- [WHAT TO DO]: In the entries below, how many lines contain the string "RequestBuilder"? State the number and nothing else.

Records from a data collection
=== Begin Enclosure ===
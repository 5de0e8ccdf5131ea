//! Clinic API Wrappers
//!
//! Frontend bindings to the clinic REST API, organized by resource.
//! Every call is a single request: no retries and no timeouts.

mod admins;
mod appointments;
mod auth;
mod feedback;
mod patients;
mod reminders;
mod services;
mod staff;

use reqwest::{Method, RequestBuilder, Response};
use serde::de::DeserializeOwned;
use serde::{Deserialize, Serialize};
use thiserror::Error;

use crate::config;

// Re-export all public items
pub use admins::*;
pub use appointments::*;
pub use auth::*;
pub use feedback::*;
pub use patients::*;
pub use reminders::*;
pub use services::*;
pub use staff::*;

pub const NETWORK_ERROR_MESSAGE: &str = "Network error. Please try again.";

pub type ApiResult<T> = Result<T, ApiError>;

#[derive(Debug, Clone, PartialEq, Error)]
pub enum ApiError {
    /// The request never completed
    #[error("network error: {0}")]
    Network(String),
    /// Non-2xx response, with the body's `error` field when present
    #[error("server returned {status}: {}", .message.as_deref().unwrap_or("no details"))]
    Server { status: u16, message: Option<String> },
    #[error("unexpected response: {0}")]
    Decode(String),
}

impl ApiError {
    /// Text shown to the user: the server's own message when it sent one
    pub fn user_message(&self, fallback: &str) -> String {
        match self {
            ApiError::Network(_) => NETWORK_ERROR_MESSAGE.to_string(),
            ApiError::Server {
                message: Some(message),
                ..
            } if !message.trim().is_empty() => message.clone(),
            _ => fallback.to_string(),
        }
    }

    pub fn is_not_found(&self) -> bool {
        matches!(self, ApiError::Server { status: 404, .. })
    }
}

#[derive(Deserialize)]
struct ErrorBody {
    error: Option<String>,
}

fn server_error(status: u16, body: &str) -> ApiError {
    let message = serde_json::from_str::<ErrorBody>(body)
        .ok()
        .and_then(|b| b.error);
    ApiError::Server { status, message }
}

// ========================
// Request Helpers
// ========================

fn request(method: Method, path: &str) -> RequestBuilder {
    reqwest::Client::new().request(method, config::endpoint(path))
}

async fn send(builder: RequestBuilder) -> ApiResult<Response> {
    let response = builder.send().await.map_err(|e| {
        log::error!("request failed: {}", e);
        ApiError::Network(e.to_string())
    })?;
    let status = response.status();
    if status.is_success() {
        return Ok(response);
    }
    let url = response.url().to_string();
    let body = response.text().await.unwrap_or_default();
    let err = server_error(status.as_u16(), &body);
    log::warn!("{} -> {}", url, err);
    Err(err)
}

async fn decode<T: DeserializeOwned>(response: Response) -> ApiResult<T> {
    response
        .json::<T>()
        .await
        .map_err(|e| ApiError::Decode(e.to_string()))
}

async fn get_json<T: DeserializeOwned>(path: &str) -> ApiResult<T> {
    decode(send(request(Method::GET, path)).await?).await
}

/// A 404 on a collection means "nothing yet"
fn not_found_as_empty<T>(result: ApiResult<Vec<T>>) -> ApiResult<Vec<T>> {
    match result {
        Err(err) if err.is_not_found() => Ok(Vec::new()),
        other => other,
    }
}

async fn get_list_or_empty<T: DeserializeOwned>(path: &str) -> ApiResult<Vec<T>> {
    not_found_as_empty(get_json(path).await)
}

async fn post_json<B: Serialize + ?Sized, T: DeserializeOwned>(path: &str, body: &B) -> ApiResult<T> {
    decode(send(request(Method::POST, path).json(body)).await?).await
}

/// Send a JSON body and ignore the response body
async fn send_json<B: Serialize + ?Sized>(method: Method, path: &str, body: &B) -> ApiResult<()> {
    send(request(method, path).json(body)).await.map(|_| ())
}

/// Send a request without a body and ignore the response body
async fn send_empty(method: Method, path: &str) -> ApiResult<()> {
    send(request(method, path)).await.map(|_| ())
}

#[cfg(test)]
mod tests {
    use super::*;
    use pretty_assertions::assert_eq;

    #[test]
    fn test_server_error_message_is_verbatim() {
        let err = server_error(409, r#"{"error":"Email already registered"}"#);
        assert_eq!(err.user_message("Registration failed"), "Email already registered");
    }

    #[test]
    fn test_server_error_without_body_uses_fallback() {
        let err = server_error(500, "<html>oops</html>");
        assert_eq!(
            err,
            ApiError::Server {
                status: 500,
                message: None
            }
        );
        assert_eq!(err.user_message("Failed to cancel appointment"), "Failed to cancel appointment");
    }

    #[test]
    fn test_network_error_message() {
        let err = ApiError::Network("connection refused".into());
        assert_eq!(err.user_message("ignored"), NETWORK_ERROR_MESSAGE);
    }

    #[test]
    fn test_not_found() {
        assert!(server_error(404, "").is_not_found());
        assert!(!server_error(400, "").is_not_found());
        assert!(!ApiError::Decode("x".into()).is_not_found());
    }

    #[test]
    fn test_missing_collection_reads_as_empty() {
        let missing: ApiResult<Vec<u32>> = Err(server_error(404, r#"{"error":"No feedback found"}"#));
        assert_eq!(not_found_as_empty(missing), Ok(Vec::new()));
        assert_eq!(not_found_as_empty(Ok(vec![1, 2])), Ok(vec![1, 2]));
    }

    #[test]
    fn test_other_collection_errors_pass_through() {
        let failed: ApiResult<Vec<u32>> = Err(server_error(500, ""));
        assert_eq!(
            not_found_as_empty(failed),
            Err(ApiError::Server {
                status: 500,
                message: None
            })
        );
        let offline: ApiResult<Vec<u32>> = Err(ApiError::Network("offline".into()));
        assert_eq!(not_found_as_empty(offline), Err(ApiError::Network("offline".into())));
    }
}
//! Staff Dashboard Component
//!
//! Provides the clinic store to its sections and loads it once on entry.

use leptos::prelude::*;
use leptos::task::spawn_local;
use reactive_stores::Store;

use crate::components::{
    AppointmentManagement, ClinicOverview, FeedbackManagement, MessagesReminders, PatientRecords,
    ProfileSettings, WorkSidebar,
};
use crate::config::CLINIC_NAME;
use crate::context::use_router;
use crate::models::{Person, StaffSession};
use crate::route::WorkSection;
use crate::session::Role;
use crate::store::{load_clinic_data, ClinicState, ClinicStore};

#[component]
pub fn StaffDashboard() -> impl IntoView {
    let router = use_router();
    let Some(staff) = router.restore_session::<StaffSession>(Role::Staff) else {
        return ().into_any();
    };
    let greeting = format!("Hi, {}!", staff.full_name());

    let store: ClinicStore = Store::new(ClinicState::default());
    provide_context(store);
    spawn_local(load_clinic_data(store));

    let section = RwSignal::new(WorkSection::Dashboard);

    let content = move || match section.get() {
        WorkSection::Appointments => view! { <AppointmentManagement /> }.into_any(),
        WorkSection::Messages => view! { <MessagesReminders /> }.into_any(),
        WorkSection::Feedback => view! { <FeedbackManagement /> }.into_any(),
        WorkSection::Records => view! { <PatientRecords /> }.into_any(),
        WorkSection::Settings => view! { <ProfileSettings role=Role::Staff /> }.into_any(),
        _ => view! { <ClinicOverview greeting=greeting.clone() role_label="Staff" /> }.into_any(),
    };

    view! {
        <div class="staff-dashboard-container">
            <header class="dashboard-header">
                <div class="header-left">
                    <div class="clinic-logo">"🏥"</div>
                    <h1>{CLINIC_NAME}</h1>
                </div>
                <button class="logout-btn" on:click=move |_| router.end_session(Role::Staff)>
                    "LOG-OUT"
                </button>
            </header>
            <div class="dashboard-content">
                <WorkSidebar menu=&WorkSection::STAFF_MENU section=section />
                <main class="staff-main-content">{content}</main>
            </div>
        </div>
    }
    .into_any()
}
=== End Enclosure ===
- [EXERCISE ANSWER]: 3